Sensus penduduk bisa menjadi ancaman bagi umat Islam di India.

Rep: Ratna AJeng Tejomukti/ Red: Muhammad Hafil
Ulama India Menentang Sensus Penduduk. Foto Ilustrasi: Ribuan Muslim India di Chennai memprotes Undang-undang Amandemen Kewarganegaraan (CAA), Sabtu (15/2).
Foto: PTI
Ulama India Menentang Sensus Penduduk. Foto Ilustrasi: Ribuan Muslim India di Chennai memprotes Undang-undang Amandemen Kewarganegaraan (CAA), Sabtu (15/2).

REPUBLIKA.CO.ID, MUMBAI --  Ulama Jamiat-I-Hind (JUIH) menentang kegiatan Daftar Penduduk Nasional (NPR) yang akan datang. Mereka mengatakan kegiatan ini bisa menjadi ancaman besar bagi umat Islam, yang telah tinggal di negara itu selama berabad-abad.

Dilansir di indiatoday.in, Jumat (21/2) NPR akan dilakukan di seluruh negeri bersama dengan sensus rumah 2021 dari 1 April hingga 30 September 2020. Setiap penduduk India diwajibkan mendaftar di NPR.

Tujuan NPR adalah untuk membuat basis data identitas komprehensif dari setiap penduduk di negara tersebut. Presiden JUIH Maulana Syed Arshad Madani mengatakan mereka tidak memiliki masalah dengan NPR jika dilakukan dengan cara yang mirip dengan Sensus sejak 1951, tetapi sekarang sensus tersebut memiliki bentuk dan makna yang berbeda.

Madani menilai pemerintah pusat terlibat dalam politik kebencian selama beberapa tahun terakhir. "Dunia tahu pemerintah menabur benih kebencian selama delapan tahun terakhir. Kami mendapat ancaman dari petugas survei pemerintah itu karena kami tidak akan pernah mendapatkan hak kami," katanya.

Madani mengatakan proyek NPR-NRC adalah bagian dari agenda pemerintah pusat untuk mengubah India menjadi negara Hindu.

"NPR-NRC adalah bagian dari agenda yang lebih besar untuk mengisolasi dan mengasingkan Muslim dan menjadikan India sebagai negara Hindu.
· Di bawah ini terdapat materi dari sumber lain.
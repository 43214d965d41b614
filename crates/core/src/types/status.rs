//! Status enums for orders, coupons and system logs.
//!
//! These are stored as constrained `TEXT` columns, so each enum converts to
//! and from its lowercase string form (`as_str` / `FromStr`) and the row
//! models decode them through `TryFrom<String>`.

use std::fmt;
use std::str::FromStr;

use serde::{Deserialize, Serialize};

/// Error returned when a status string is not one of the known values.
#[derive(Debug, Clone, PartialEq, Eq, thiserror::Error)]
#[error("invalid {kind}: {value}")]
pub struct UnknownVariant {
    kind: &'static str,
    value: String,
}

macro_rules! string_enum {
    ($name:ident, $kind:literal, { $($variant:ident => $text:literal),+ $(,)? }) => {
        impl $name {
            /// All variants in declaration order.
            pub const ALL: &'static [Self] = &[$(Self::$variant),+];

            /// The lowercase database and wire representation.
            #[must_use]
            pub const fn as_str(&self) -> &'static str {
                match self {
                    $(Self::$variant => $text),+
                }
            }
        }

        impl fmt::Display for $name {
            fn fmt(&self, f: &mut fmt::Formatter<'_>) -> fmt::Result {
                f.write_str(self.as_str())
            }
        }

        impl FromStr for $name {
            type Err = UnknownVariant;

            fn from_str(s: &str) -> Result<Self, Self::Err> {
                match s.trim().to_ascii_lowercase().as_str() {
                    $($text => Ok(Self::$variant),)+
                    _ => Err(UnknownVariant {
                        kind: $kind,
                        value: s.to_owned(),
                    }),
                }
            }
        }

        impl TryFrom<String> for $name {
            type Error = UnknownVariant;

            fn try_from(value: String) -> Result<Self, UnknownVariant> {
                value.parse()
            }
        }
    };
}

/// Order lifecycle status.
#[derive(Debug, Clone, Copy, PartialEq, Eq, Hash, Serialize, Deserialize, Default)]
#[serde(rename_all = "lowercase")]
pub enum OrderStatus {
    #[default]
    Pending,
    Confirmed,
    Processing,
    Shipped,
    Delivered,
    Cancelled,
}

string_enum!(OrderStatus, "order status", {
    Pending => "pending",
    Confirmed => "confirmed",
    Processing => "processing",
    Shipped => "shipped",
    Delivered => "delivered",
    Cancelled => "cancelled",
});

/// Colour used for statuses without a dedicated one.
pub const DEFAULT_STATUS_COLOR: &str = "#2196F3";

/// Message used for statuses without a dedicated one.
pub const DEFAULT_STATUS_MESSAGE: &str = "Your order status has been updated.";

/// The customer-facing message and accent colour for a status change email.
#[derive(Debug, Clone, Copy, PartialEq, Eq)]
pub struct StatusNotice {
    pub message: &'static str,
    pub color: &'static str,
}

impl StatusNotice {
    /// Notice for an arbitrary status string.
    ///
    /// Unknown statuses (and the ones without a dedicated notice) get the
    /// generic message with the default colour.
    ///
    /// ```rust
    /// # use velora_core::StatusNotice;
    /// assert_eq!(StatusNotice::for_status("delivered").color, "#4CAF50");
    /// assert_eq!(StatusNotice::for_status("on-hold").color, "#2196F3");
    /// ```
    #[must_use]
    pub fn for_status(status: &str) -> Self {
        status
            .parse::<OrderStatus>()
            .map_or(Self::GENERIC, |s| s.notice())
    }

    const GENERIC: Self = Self {
        message: DEFAULT_STATUS_MESSAGE,
        color: DEFAULT_STATUS_COLOR,
    };
}

impl OrderStatus {
    /// The message and colour shown in the status-change email.
    #[must_use]
    pub const fn notice(&self) -> StatusNotice {
        match self {
            Self::Confirmed => StatusNotice {
                message: "Your order has been confirmed and is being prepared for shipment.",
                color: "#FF9800",
            },
            Self::Shipped => StatusNotice {
                message: "Your order has been shipped! You can track your package using the tracking number below.",
                color: "#2196F3",
            },
            Self::Delivered => StatusNotice {
                message: "Your order has been delivered! We hope you enjoy your purchase.",
                color: "#4CAF50",
            },
            Self::Cancelled => StatusNotice {
                message: "Your order has been cancelled. If you have any questions, please contact us.",
                color: "#F44336",
            },
            Self::Pending | Self::Processing => StatusNotice::GENERIC,
        }
    }
}

/// Capitalize the first character of a status for display ("shipped" -> "Shipped").
#[must_use]
pub fn display_status(status: &str) -> String {
    let mut chars = status.chars();
    chars.next().map_or_else(String::new, |first| {
        first.to_uppercase().chain(chars).collect()
    })
}

/// How a coupon reduces the order subtotal.
#[derive(Debug, Clone, Copy, PartialEq, Eq, Hash, Serialize, Deserialize, Default)]
#[serde(rename_all = "lowercase")]
pub enum DiscountType {
    #[default]
    Percentage,
    Fixed,
}

string_enum!(DiscountType, "discount type", {
    Percentage => "percentage",
    Fixed => "fixed",
});

/// Severity of a system log entry.
#[derive(Debug, Clone, Copy, PartialEq, Eq, PartialOrd, Ord, Hash, Serialize, Deserialize)]
#[serde(rename_all = "lowercase")]
pub enum LogLevel {
    Info,
    Warning,
    Error,
    Critical,
}

string_enum!(LogLevel, "log level", {
    Info => "info",
    Warning => "warning",
    Error => "error",
    Critical => "critical",
});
Mereka ingin mempolarisasi masyarakat," katanya.

Ketika Konstitusi menjamin hak yang sama bagi semua warga negara, terlepas dari agama, kasta, bahasa, wilayah mereka, agenda di belakang CAA-NRC-NPR sangat jelas. Dia mengatakan NPR adalah ancaman besar bagi umat Islam dan juga beberapa komunitas lain, termasuk Dalit.

Menyoroti bahwa di NPR, petugas survei dapat menulis 'D' (artinya ragu-ragu) di depan nama siapa pun dan ini bermasalah.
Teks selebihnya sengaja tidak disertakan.